Throughout the Iran–Iraq War, Jordan, along with Kuwait, were two main backers of Iraq in the conflict against the Islamic regime in Iran. However, following the Gulf War, began with Iraqi invasions of Kuwait, Jordan had been accused of being silent to the plight of many Kuwaitis, including the royal family of Kuwait, Al-Sabah; nonetheless the Jordanians were able to keep balance in relations. After the end of the Gulf War, Jordan became more critical of Saddam Hussein and more sympathetic to Kuwait. Both two countries showed concerns over the blockade of Qatar during the Qatar diplomatic crisis.

Current
The two nations, since the end of the Gulf War, have enjoyed a new era of cooperation.
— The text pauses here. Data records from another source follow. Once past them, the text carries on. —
//! Mambini Core - Shared domain types.
//!
//! This crate provides the types shared by the Mambini components:
//! - `storefront` - Cart, checkout orchestration and the REST gateway client
//! - `cli` - Developer tooling for inspecting carts, products and orders
//!
//! # Architecture
//!
//! The core crate contains only types - no I/O, no storage access,
//! no HTTP clients. This keeps it lightweight and allows it to be used anywhere,
//! including WASM front ends.
//!
//! # Modules
//!
//! - [`types`] - Newtype wrappers for type-safe IDs, prices, emails, and statuses

#![cfg_attr(not(test), forbid(unsafe_code))]

pub mod types;

pub use types::*;
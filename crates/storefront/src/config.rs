//! Storefront configuration loaded from environment variables.
//!
//! # Environment Variables
//!
//! ## Required
//! - `MAMBINI_API_URL` - Base URL of the shop's REST API
//!
//! ## Optional
//! - `MAMBINI_API_TOKEN` - Bearer token for authenticated endpoints
//! - `MAMBINI_STORAGE_DIR` - Directory holding the persisted cart (default: .mambini)
//! - `MAMBINI_CURRENCY` - Checkout currency (default: eur)
//! - `MAMBINI_PRODUCT_CACHE_TTL_SECS` - Product cache lifetime (default: 300)
//! - `MAMBINI_HTTP_TIMEOUT_SECS` - Per-request timeout (default: 30)
//! - `SENTRY_DSN` - Sentry error tracking DSN
//! - `SENTRY_ENVIRONMENT` - Sentry environment name

use std::path::PathBuf;
use std::time::Duration;

use mambini_core::CurrencyCode;
use secrecy::SecretString;
use thiserror::Error;
use url::Url;

/// Configuration errors that can occur during loading.
#[derive(Debug, Error)]
pub enum ConfigError {
    #[error("Missing environment variable: {0}")]
    MissingEnvVar(String),
    #[error("Invalid environment variable {0}: {1}")]
    InvalidEnvVar(String, String),
}

/// Storefront client configuration.
#[derive(Debug, Clone)]
pub struct StorefrontConfig {
    /// REST API configuration
    pub api: ApiConfig,
    /// Directory for the durable cart slot
    pub storage_dir: PathBuf,
    /// Currency used for payment intents
    pub currency: CurrencyCode,
    /// Sentry DSN for error tracking
    pub sentry_dsn: Option<String>,
    /// Sentry environment (e.g., production, staging)
    pub sentry_environment: Option<String>,
}

/// REST API configuration.
///
/// Implements `Debug` manually to redact the token.
#[derive(Clone)]
pub struct ApiConfig {
    /// Base URL, always ending in `/`
    pub base_url: Url,
    /// Bearer token held after login
    pub token: Option<SecretString>,
    /// Per-request timeout
    pub timeout: Duration,
    /// Lifetime of cached product responses
    pub product_cache_ttl: Duration,
}

impl std::fmt::Debug for ApiConfig {
    fn fmt(&self, f: &mut std::fmt::Formatter<'_>) -> std::fmt::Result {
        f.debug_struct("ApiConfig")
            .field("base_url", &self.base_url.as_str())
            .field("token", &self.token.as_ref().map(|_| "[REDACTED]"))
            .field("timeout", &self.timeout)
            .field("product_cache_ttl", &self.product_cache_ttl)
            .finish()
    }
}

impl ApiConfig {
    /// Configuration with default timeouts for the given base URL.
    ///
    /// # Errors
    ///
    /// Returns an error if `base_url` is not an absolute http(s) URL.
    pub fn new(base_url: &str) -> Result<Self, ConfigError> {
        Ok(Self {
            base_url: parse_base_url("MAMBINI_API_URL", base_url)?,
            token: None,
            timeout: Duration::from_secs(DEFAULT_HTTP_TIMEOUT_SECS),
            product_cache_ttl: Duration::from_secs(DEFAULT_PRODUCT_CACHE_TTL_SECS),
        })
    }

    #[must_use]
    pub fn with_token(mut self, token: SecretString) -> Self {
        self.token = Some(token);
        self
    }

    fn from_env() -> Result<Self, ConfigError> {
        let base_url = parse_base_url("MAMBINI_API_URL", &get_required_env("MAMBINI_API_URL")?)?;
        let token = get_optional_env("MAMBINI_API_TOKEN")
            .filter(|t| !t.trim().is_empty())
            .map(SecretString::from);
        let timeout = get_secs_or_default("MAMBINI_HTTP_TIMEOUT_SECS", DEFAULT_HTTP_TIMEOUT_SECS)?;
        let product_cache_ttl = get_secs_or_default(
            "MAMBINI_PRODUCT_CACHE_TTL_SECS",
            DEFAULT_PRODUCT_CACHE_TTL_SECS,
        )?;

        Ok(Self {
            base_url,
            token,
            timeout,
            product_cache_ttl,
        })
    }
}

const DEFAULT_HTTP_TIMEOUT_SECS: u64 = 30;
const DEFAULT_PRODUCT_CACHE_TTL_SECS: u64 = 300;

impl StorefrontConfig {
    /// Load configuration from environment variables.
    ///
    /// Calls `dotenvy::dotenv()` to load from `.env` file if present.
    ///
    /// # Errors
    ///
    /// Returns `ConfigError` if required variables are missing or invalid.
    pub fn from_env() -> Result<Self, ConfigError> {
        // Load .env file if present (ignore errors if not found)
        let _ = dotenvy::dotenv();

        let api = ApiConfig::from_env()?;
        let storage_dir = PathBuf::from(get_env_or_default("MAMBINI_STORAGE_DIR", ".mambini"));
        let currency = get_env_or_default("MAMBINI_CURRENCY", "eur")
            .parse::<CurrencyCode>()
            .map_err(|e| ConfigError::InvalidEnvVar("MAMBINI_CURRENCY".to_string(), e.to_string()))?;

        Ok(Self {
            api,
            storage_dir,
            currency,
            sentry_dsn: get_optional_env("SENTRY_DSN"),
            sentry_environment: get_optional_env("SENTRY_ENVIRONMENT"),
        })
    }
}

// =============================================================================
// Helper Functions
// =============================================================================

/// Get a required environment variable.
fn get_required_env(key: &str) -> Result<String, ConfigError> {
    std::env::var(key).map_err(|_| ConfigError::MissingEnvVar(key.to_string()))
}

/// Get an optional environment variable.
fn get_optional_env(key: &str) -> Option<String> {
    std::env::var(key).ok()
}

/// Get an environment variable with a default value.
fn get_env_or_default(key: &str, default: &str) -> String {
    std::env::var(key).unwrap_or_else(|_| default.to_string())
}

/// Get a duration in whole seconds with a default value.
fn get_secs_or_default(key: &str, default: u64) -> Result<Duration, ConfigError> {
    match get_optional_env(key) {
        Some(value) => value
            .trim()
            .parse::<u64>()
            .map(Duration::from_secs)
            .map_err(|e| ConfigError::InvalidEnvVar(key.to_string(), e.to_string())),
        None => Ok(Duration::from_secs(default)),
    }
}

/// Parse an absolute http(s) base URL, normalizing it to end in `/` so that
/// relative paths join under it.
fn parse_base_url(key: &str, value: &str) -> Result<Url, ConfigError> {
    let mut url = Url::parse(value.trim())
        .map_err(|e| ConfigError::InvalidEnvVar(key.to_string(), e.to_string()))?;

    if !matches!(url.scheme(), "http" | "https") {
        return Err(ConfigError::InvalidEnvVar(
            key.to_string(),
            format!("unsupported scheme '{}'", url.scheme()),
        ));
    }

    if !url.path().ends_with('/') {
        let path = format!("{}/", url.path());
        url.set_path(&path);
    }
    Ok(url)
}

#[cfg(test)]
#[allow(clippy::unwrap_used)]
mod tests {
    use super::*;

    #[test]
    fn test_parse_base_url_appends_slash() {
        let url = parse_base_url("X", "https://api.mambini.pt/v1").unwrap();
        assert_eq!(url.as_str(), "https://api.mambini.pt/v1/");
        assert_eq!(
            url.join("orders/").unwrap().as_str(),
            "https://api.mambini.pt/v1/orders/"
        );
    }

    #[test]
    fn test_parse_base_url_keeps_trailing_slash() {
        let url = parse_base_url("X", "http://localhost:8000/").unwrap();
        assert_eq!(url.as_str(), "http://localhost:8000/");
    }

    #[test]
    fn test_parse_base_url_rejects_bad_input() {
        assert!(matches!(
            parse_base_url("X", "not a url"),
            Err(ConfigError::InvalidEnvVar(_, _))
        ));
        assert!(matches!(
            parse_base_url("X", "ftp://mambini.pt"),
            Err(ConfigError::InvalidEnvVar(_, _))
        ));
    }

    #[test]
    fn test_api_config_debug_redacts_token() {
        let config = ApiConfig::new("https://api.mambini.pt")
            .unwrap()
            .with_token(SecretString::from("super_secret_bearer_token"));

        let debug_output = format!("{config:?}");
        assert!(debug_output.contains("https://api.mambini.pt/"));
        assert!(debug_output.contains("[REDACTED]"));
        assert!(!debug_output.contains("super_secret_bearer_token"));
    }

    #[test]
    fn test_api_config_defaults() {
        let config = ApiConfig::new("https://api.mambini.pt").unwrap();
        assert!(config.token.is_none());
        assert_eq!(config.timeout, Duration::from_secs(30));
        assert_eq!(config.product_cache_ttl, Duration::from_secs(300));
    }
}
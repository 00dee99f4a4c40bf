//! Email address type.

use core::fmt;

use serde::{Deserialize, Serialize};

/// Errors that can occur when parsing an [`Email`].
#[derive(thiserror::Error, Debug, Clone, PartialEq, Eq)]
pub enum EmailError {
    #[error("email cannot be empty")]
    Empty,
    #[error("email must be at most {max} characters")]
    TooLong { max: usize },
    #[error("email must have the form local@domain")]
    Malformed,
}

/// An email address as reported by the remote API on orders.
///
/// Validation is structural only: one `@` with a non-empty local part and a
/// domain containing no whitespace.
///
/// ```
/// use mambini_core::Email;
///
/// assert!(Email::parse("ana@mambini.pt").is_ok());
/// assert!(Email::parse("ana@").is_err());
/// assert!(Email::parse("ana mambini.pt").is_err());
/// ```
#[derive(Debug, Clone, Serialize, Deserialize, PartialEq, Eq, Hash)]
#[serde(try_from = "String", into = "String")]
pub struct Email(String);

impl Email {
    /// Maximum length of an email address (RFC 5321).
    pub const MAX_LENGTH: usize = 254;

    /// Parse an `Email` from a string, trimming surrounding whitespace.
    ///
    /// # Errors
    ///
    /// Returns an error if the input is empty, too long, or not of the form
    /// `local@domain`.
    pub fn parse(s: &str) -> Result<Self, EmailError> {
        let s = s.trim();
        if s.is_empty() {
            return Err(EmailError::Empty);
        }
        if s.len() > Self::MAX_LENGTH {
            return Err(EmailError::TooLong {
                max: Self::MAX_LENGTH,
            });
        }

        match s.split_once('@') {
            Some((local, domain))
                if !local.is_empty()
                    && !domain.is_empty()
                    && !domain.contains('@')
                    && !s.contains(char::is_whitespace) =>
            {
                Ok(Self(s.to_owned()))
            }
            _ => Err(EmailError::Malformed),
        }
    }

    /// Returns the email address as a string slice.
    #[must_use]
    pub fn as_str(&self) -> &str {
        &self.0
    }
}

impl fmt::Display for Email {
    fn fmt(&self, f: &mut fmt::Formatter<'_>) -> fmt::Result {
        f.write_str(&self.0)
    }
}

impl TryFrom<String> for Email {
    type Error = EmailError;

    fn try_from(value: String) -> Result<Self, Self::Error> {
        Self::parse(&value)
    }
}

impl From<Email> for String {
    fn from(email: Email) -> Self {
        email.0
    }
}

#[cfg(test)]
mod tests {
    use super::*;

    #[test]
    fn test_parse_trims() {
        let email = Email::parse("  ana@mambini.pt ").ok();
        assert_eq!(email.as_ref().map(Email::as_str), Some("ana@mambini.pt"));
    }

    #[test]
    fn test_parse_rejects_malformed() {
        assert_eq!(Email::parse(""), Err(EmailError::Empty));
        assert_eq!(Email::parse("no-at"), Err(EmailError::Malformed));
        assert_eq!(Email::parse("@mambini.pt"), Err(EmailError::Malformed));
        assert_eq!(Email::parse("a@b@c"), Err(EmailError::Malformed));
    }

    #[test]
    fn test_parse_rejects_too_long() {
        let long = format!("{}@mambini.pt", "a".repeat(Email::MAX_LENGTH));
        assert!(matches!(
            Email::parse(&long),
            Err(EmailError::TooLong { .. })
        ));
    }

    #[test]
    fn test_deserialize_validates() {
        assert!(serde_json::from_str::<Email>("\"ana@mambini.pt\"").is_ok());
        assert!(serde_json::from_str::<Email>("\"not-an-email\"").is_err());
    }
}
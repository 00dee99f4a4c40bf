//! Domain types for the shop API.
//!
//! These are the validated shapes the rest of the crate works with; the raw
//! JSON bodies live in [`super::wire`].

use chrono::{DateTime, Utc};
use mambini_core::{
    CurrencyCode, Email, OrderId, OrderStatus, PaymentIntentId, PaymentIntentStatus, Price,
    ProductId, ShippingInfo, UserId,
};
use rust_decimal::Decimal;
use secrecy::SecretString;
use serde::{Deserialize, Serialize};
use thiserror::Error;

use crate::cart::{CartLine, CartLineInput, CartSnapshot};

// =============================================================================
// Payment Types
// =============================================================================

/// A freshly created payment intent.
///
/// The client secret is handed to the card processor and never logged.
#[derive(Clone)]
pub struct PaymentIntent {
    pub id: PaymentIntentId,
    pub client_secret: SecretString,
}

impl std::fmt::Debug for PaymentIntent {
    fn fmt(&self, f: &mut std::fmt::Formatter<'_>) -> std::fmt::Result {
        f.debug_struct("PaymentIntent")
            .field("id", &self.id)
            .field("client_secret", &"[REDACTED]")
            .finish()
    }
}

/// Current state of a payment intent, for reconciliation.
#[derive(Debug, Clone, PartialEq, Eq)]
pub struct PaymentIntentState {
    pub id: PaymentIntentId,
    pub status: PaymentIntentStatus,
    pub amount: Price,
}

// =============================================================================
// Order Types
// =============================================================================

/// One purchased line of an order.
#[derive(Debug, Clone, PartialEq, Eq, Serialize, Deserialize)]
pub struct OrderItem {
    pub product_id: ProductId,
    pub product_name: String,
    pub unit_price: Decimal,
    pub quantity: u32,
    pub size: Option<String>,
    pub color: Option<String>,
    pub image: Option<String>,
}

impl OrderItem {
    /// `unit_price * quantity`, saturating at [`Decimal::MAX`].
    #[must_use]
    pub fn line_total(&self) -> Decimal {
        self.unit_price
            .checked_mul(Decimal::from(self.quantity))
            .unwrap_or(Decimal::MAX)
    }
}

impl From<&CartLine> for OrderItem {
    fn from(line: &CartLine) -> Self {
        Self {
            product_id: line.product_id.clone(),
            product_name: line.name.clone(),
            unit_price: line.unit_price,
            quantity: line.quantity,
            size: Some(line.size.clone()).filter(|s| !s.is_empty()),
            color: line.color.clone(),
            image: Some(line.image.clone()).filter(|i| !i.is_empty()),
        }
    }
}

/// An order recorded by the API.
#[derive(Debug, Clone, PartialEq, Eq, Serialize, Deserialize)]
pub struct Order {
    pub id: OrderId,
    pub user_id: UserId,
    pub user_email: Email,
    pub user_name: Option<String>,
    pub items: Vec<OrderItem>,
    pub total_amount: Decimal,
    pub status: OrderStatus,
    /// Present when the order carries a complete shipping address.
    pub shipping: Option<ShippingInfo>,
    pub created_at: DateTime<Utc>,
    pub updated_at: DateTime<Utc>,
    pub notes: Option<String>,
    pub payment_intent_id: Option<PaymentIntentId>,
    pub payment_status: Option<String>,
}

impl Order {
    /// Total as a price in the given currency.
    #[must_use]
    pub const fn total_price(&self, currency: CurrencyCode) -> Price {
        Price::new(self.total_amount, currency)
    }

    /// Number of units across all items.
    #[must_use]
    pub fn item_count(&self) -> u64 {
        self.items.iter().map(|i| u64::from(i.quantity)).sum()
    }
}

/// Request to record a new order.
#[derive(Debug, Clone, PartialEq, Eq)]
pub struct NewOrder {
    pub items: Vec<OrderItem>,
    pub shipping: ShippingInfo,
    pub notes: Option<String>,
    pub payment_intent_id: Option<PaymentIntentId>,
}

impl NewOrder {
    /// Build an order request from the cart's current lines.
    ///
    /// Blank notes are dropped.
    #[must_use]
    pub fn from_cart(
        cart: &CartSnapshot,
        shipping: ShippingInfo,
        notes: Option<String>,
        payment_intent_id: Option<PaymentIntentId>,
    ) -> Self {
        Self {
            items: cart.items.iter().map(OrderItem::from).collect(),
            shipping,
            notes: notes
                .map(|n| n.trim().to_string())
                .filter(|n| !n.is_empty()),
            payment_intent_id,
        }
    }
}

// =============================================================================
// Product Types
// =============================================================================

/// Intended audience of a product.
#[derive(Debug, Clone, Copy, PartialEq, Eq, Hash, Serialize, Deserialize)]
#[serde(rename_all = "lowercase")]
pub enum Gender {
    Male,
    Female,
    Unisex,
}

impl Gender {
    #[must_use]
    pub const fn as_str(self) -> &'static str {
        match self {
            Self::Male => "male",
            Self::Female => "female",
            Self::Unisex => "unisex",
        }
    }
}

/// Why a product option cannot be added to the cart.
#[derive(Debug, Clone, PartialEq, Eq, Error)]
pub enum SelectionError {
    #[error("size '{0}' is not available")]
    SizeUnavailable(String),

    #[error("color '{0}' is not available")]
    ColorUnavailable(String),

    #[error("product is out of stock")]
    OutOfStock,
}

/// A catalogue product.
#[derive(Debug, Clone, PartialEq, Eq, Serialize, Deserialize)]
pub struct Product {
    pub id: ProductId,
    pub name: String,
    pub description: Option<String>,
    pub price: Decimal,
    pub stock: u32,
    pub sizes: Vec<String>,
    pub available_sizes: Vec<String>,
    pub gender: Option<Gender>,
    pub category: Option<String>,
    pub colors: Vec<String>,
    pub available_colors: Vec<String>,
    pub images: Vec<String>,
    pub visible_images: Option<Vec<String>>,
    pub created_at: Option<DateTime<Utc>>,
}

impl Product {
    /// Images to show, honoring the curated subset when one is set.
    #[must_use]
    pub fn display_images(&self) -> &[String] {
        match &self.visible_images {
            Some(visible) if !visible.is_empty() => visible,
            _ => &self.images,
        }
    }

    #[must_use]
    pub fn primary_image(&self) -> Option<&str> {
        self.display_images().first().map(String::as_str)
    }

    #[must_use]
    pub const fn is_in_stock(&self) -> bool {
        self.stock > 0
    }

    /// Sizes a shopper may pick.
    #[must_use]
    pub fn selectable_sizes(&self) -> &[String] {
        if self.available_sizes.is_empty() {
            &self.sizes
        } else {
            &self.available_sizes
        }
    }

    /// Colors a shopper may pick.
    #[must_use]
    pub fn selectable_colors(&self) -> &[String] {
        if self.available_colors.is_empty() {
            &self.colors
        } else {
            &self.available_colors
        }
    }

    /// Turn a size/color selection into a cart line input.
    ///
    /// The product's stock becomes the line's advisory stock limit.
    ///
    /// # Errors
    ///
    /// Returns an error if the product is out of stock or the size or color
    /// is not offered.
    pub fn to_cart_line(
        &self,
        size: &str,
        color: Option<&str>,
        quantity: u32,
    ) -> Result<CartLineInput, SelectionError> {
        if !self.is_in_stock() {
            return Err(SelectionError::OutOfStock);
        }

        let sizes = self.selectable_sizes();
        if !sizes.is_empty() && !sizes.iter().any(|s| s == size) {
            return Err(SelectionError::SizeUnavailable(size.to_string()));
        }

        let color = color.map(str::trim).filter(|c| !c.is_empty());
        if let Some(color) = color
            && !self.selectable_colors().iter().any(|c| c == color)
        {
            return Err(SelectionError::ColorUnavailable(color.to_string()));
        }

        let mut input = CartLineInput::new(self.id.clone(), &self.name, self.price, size, quantity)
            .with_stock_limit(self.stock);
        if let Some(image) = self.primary_image() {
            input = input.with_image(image);
        }
        if let Some(color) = color {
            input = input.with_color(color);
        }
        Ok(input)
    }
}

#[cfg(test)]
#[allow(clippy::unwrap_used, clippy::indexing_slicing)]
mod tests {
    use super::*;

    fn jacket() -> Product {
        Product {
            id: ProductId::new("p1"),
            name: "Linen Jacket".to_string(),
            description: None,
            price: Decimal::new(4999, 2),
            stock: 3,
            sizes: vec!["S".to_string(), "M".to_string(), "L".to_string()],
            available_sizes: vec!["M".to_string(), "L".to_string()],
            gender: Some(Gender::Unisex),
            category: Some("jackets".to_string()),
            colors: vec!["black".to_string(), "sand".to_string()],
            available_colors: vec![],
            images: vec!["a.jpg".to_string(), "b.jpg".to_string()],
            visible_images: None,
            created_at: None,
        }
    }

    #[test]
    fn test_to_cart_line_carries_stock_and_image() {
        let input = jacket().to_cart_line("M", Some("black"), 2).unwrap();
        assert_eq!(input.product_id.as_str(), "p1");
        assert_eq!(input.unit_price, Decimal::new(4999, 2));
        assert_eq!(input.stock_limit, Some(3));
        assert_eq!(input.image, "a.jpg");
        assert_eq!(input.color.as_deref(), Some("black"));
        assert_eq!(input.quantity, 2);
    }

    #[test]
    fn test_to_cart_line_rejects_unavailable_size() {
        assert_eq!(
            jacket().to_cart_line("S", None, 1).unwrap_err(),
            SelectionError::SizeUnavailable("S".to_string())
        );
    }

    #[test]
    fn test_to_cart_line_rejects_unknown_color() {
        assert_eq!(
            jacket().to_cart_line("M", Some("pink"), 1).unwrap_err(),
            SelectionError::ColorUnavailable("pink".to_string())
        );
    }

    #[test]
    fn test_to_cart_line_blank_color_is_none() {
        let input = jacket().to_cart_line("M", Some("  "), 1).unwrap();
        assert!(input.color.is_none());
    }

    #[test]
    fn test_to_cart_line_out_of_stock() {
        let product = Product {
            stock: 0,
            ..jacket()
        };
        assert_eq!(
            product.to_cart_line("M", None, 1).unwrap_err(),
            SelectionError::OutOfStock
        );
    }

    #[test]
    fn test_visible_images_take_precedence() {
        let product = Product {
            visible_images: Some(vec!["hero.jpg".to_string()]),
            ..jacket()
        };
        assert_eq!(product.primary_image(), Some("hero.jpg"));

        let product = Product {
            visible_images: Some(vec![]),
            ..jacket()
        };
        assert_eq!(product.primary_image(), Some("a.jpg"));
    }

    #[test]
    fn test_new_order_from_cart_drops_blank_notes() {
        let line = CartLineInput::new("p1", "Linen Jacket", Decimal::new(4999, 2), "M", 2)
            .with_image("a.jpg")
            .into_line();
        let snapshot = CartSnapshot::from_lines(&[line]);

        let order = NewOrder::from_cart(&snapshot, ShippingInfo::default(), Some("  ".into()), None);
        assert!(order.notes.is_none());
        assert_eq!(order.items.len(), 1);
        assert_eq!(order.items[0].line_total(), Decimal::new(9998, 2));
        assert_eq!(order.items[0].image.as_deref(), Some("a.jpg"));
        assert!(order.items[0].color.is_none());
    }

    #[test]
    fn test_payment_intent_debug_redacts_secret() {
        let intent = PaymentIntent {
            id: PaymentIntentId::new("pi_1"),
            client_secret: SecretString::from("pi_1_secret_abc"),
        };
        let debug = format!("{intent:?}");
        assert!(debug.contains("pi_1"));
        assert!(!debug.contains("secret_abc"));
    }
}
In 2019, Jordan and Kuwait signed 15 agreements to boost the cooperation in every field.

During the 2022 World Cup qualification, with Jordan and Kuwait share similar group, Jordanian supporters were found to have chanted Saddam Hussein, in reference to the Iraqi dictator who invaded Kuwait at 1990. The Kuwaiti government has criticized the chant, and urged the Jordanian government to investigate. 

In September 2020, Jordan and the Kuwait Fund for Arab Economic Development (KFAED) signed two development aid agreements worth US$89 million to finance public education, infrastructure and economic reforms in Jordan.

Ambassadors 
The current Jordanian ambassador to Kuwait is Saqr Abu Shatal. The current Kuwaiti ambassador to Jordan is Aziz Dihani.